▶ **Saved entries**
+-------+

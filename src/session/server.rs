use crate::error::{SessionError, WireError};
use crate::session::wire::{self, EncryptedRequest};
use crate::session::{SessionState, Transport};
use cipher::cipher_mode::decrypt_message;
use cipher::rsa::KeyPair;
use std::io;
use std::net::{SocketAddr, TcpListener, ToSocketAddrs};
use std::sync::Arc;

/// Key holder side of one connection. The key pair is shared by every session
/// and never mutated, the session itself owns no key material.
pub struct ServerSession<'k, T> {
    transport: T,
    key: &'k KeyPair,
    max_payload: usize,
    state: SessionState,
    processed: usize,
}

impl<'k, T: Transport> ServerSession<'k, T> {
    pub fn new(transport: T, key: &'k KeyPair, max_payload: usize) -> Self {
        Self {
            transport,
            key,
            max_payload,
            state: SessionState::AwaitConnection,
            processed: 0,
        }
    }

    pub fn state(&self) -> SessionState {
        self.state
    }

    /// 已经确认的消息数
    pub fn processed(&self) -> usize {
        self.processed
    }

    fn close_on_err<R>(&mut self, res: io::Result<R>) -> Result<R, SessionError> {
        res.map_err(|e| {
            self.state = SessionState::Closed;
            SessionError::from(e)
        })
    }

    pub fn send_public_key(&mut self) -> Result<(), SessionError> {
        if self.state != SessionState::AwaitConnection {
            return Err(SessionError::Closed);
        }

        let pk = wire::encode_public_key(self.key.public_key());
        let res = self.transport.send(pk.as_bytes());
        self.close_on_err(res)?;
        self.state = SessionState::KeySent;
        log::debug!("public key sent: {pk}");

        self.state = SessionState::AwaitMessage;
        Ok(())
    }

    /// 用私钥恢复IV, 再按链接模式解密全部分组
    pub fn decrypt_request(key: &KeyPair, data: &str) -> Result<Vec<u8>, WireError> {
        let req = EncryptedRequest::decode(data)?;
        log::debug!(
            "encrypted nonce: {}, {} ciphertext blocks",
            req.nonce,
            req.blocks.len()
        );

        let iv = key.decrypt(&req.nonce);
        log::trace!("decrypted IV: {iv}");

        Ok(decrypt_message(req.blocks.as_slice(), key, &iv))
    }

    /// Wait for one request and acknowledge it.
    ///
    /// Returns `Ok(false)` once the peer has closed the connection. A malformed
    /// request is logged and dropped without reply, the session keeps waiting.
    pub fn serve_one(&mut self) -> Result<bool, SessionError> {
        if self.state != SessionState::AwaitMessage {
            return Err(SessionError::Closed);
        }

        let res = self.transport.receive(self.max_payload);
        let data = self.close_on_err(res)?;
        if data.is_empty() {
            log::info!("client disconnected");
            self.state = SessionState::Closed;
            return Ok(false);
        }

        let data = String::from_utf8_lossy(data.as_slice());
        log::debug!("received data: {data}");

        match Self::decrypt_request(self.key, &data) {
            Ok(plaintext) => {
                let plaintext = String::from_utf8_lossy(plaintext.as_slice());
                log::info!("decrypted message: {plaintext}");
                self.state = SessionState::MessageProcessed;

                let ack = wire::encode_ack(&plaintext);
                let res = self.transport.send(ack.as_bytes());
                self.close_on_err(res)?;
                self.processed += 1;
            }
            Err(e) => {
                log::warn!("{e}");
            }
        }

        self.state = SessionState::AwaitMessage;
        Ok(true)
    }

    /// 发送公钥, 然后处理消息直到对端关闭或者传输出错, 返回已确认的消息数
    pub fn run(&mut self) -> Result<usize, SessionError> {
        let res = self.run_inner();
        self.state = SessionState::Closed;
        if let Err(e) = self.transport.shutdown() {
            log::debug!("shutdown transport: {e}");
        }
        res
    }

    fn run_inner(&mut self) -> Result<usize, SessionError> {
        self.send_public_key()?;
        while self.serve_one()? {}
        Ok(self.processed)
    }
}

/// Sequential accept loop, one connection is served to completion before the next.
pub struct Server {
    listener: TcpListener,
    key: Arc<KeyPair>,
    max_payload: usize,
}

impl Server {
    pub fn bind<A: ToSocketAddrs>(
        addr: A,
        key: Arc<KeyPair>,
        max_payload: usize,
    ) -> io::Result<Self> {
        Ok(Self {
            listener: TcpListener::bind(addr)?,
            key,
            max_payload,
        })
    }

    pub fn local_addr(&self) -> io::Result<SocketAddr> {
        self.listener.local_addr()
    }

    /// 接受一个连接并处理到连接结束
    pub fn accept_one(&self) -> Result<usize, SessionError> {
        let (stream, peer) = self.listener.accept()?;
        log::info!("client connected: {peer}");

        let mut session = ServerSession::new(stream, self.key.as_ref(), self.max_payload);
        session.run()
    }

    /// 连接上的错误只记录日志, 不会结束服务
    pub fn serve(&self) {
        loop {
            match self.accept_one() {
                Ok(n) => log::info!("connection closed after {n} messages"),
                Err(e) => log::error!("{e}"),
            }
        }
    }
}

+-------+

▶ **Exercise**
Copy every line above in which the string "client" shows up.

▶ **Reply to the task**
            log::info!("client disconnected");
        log::info!("client connected: {peer}");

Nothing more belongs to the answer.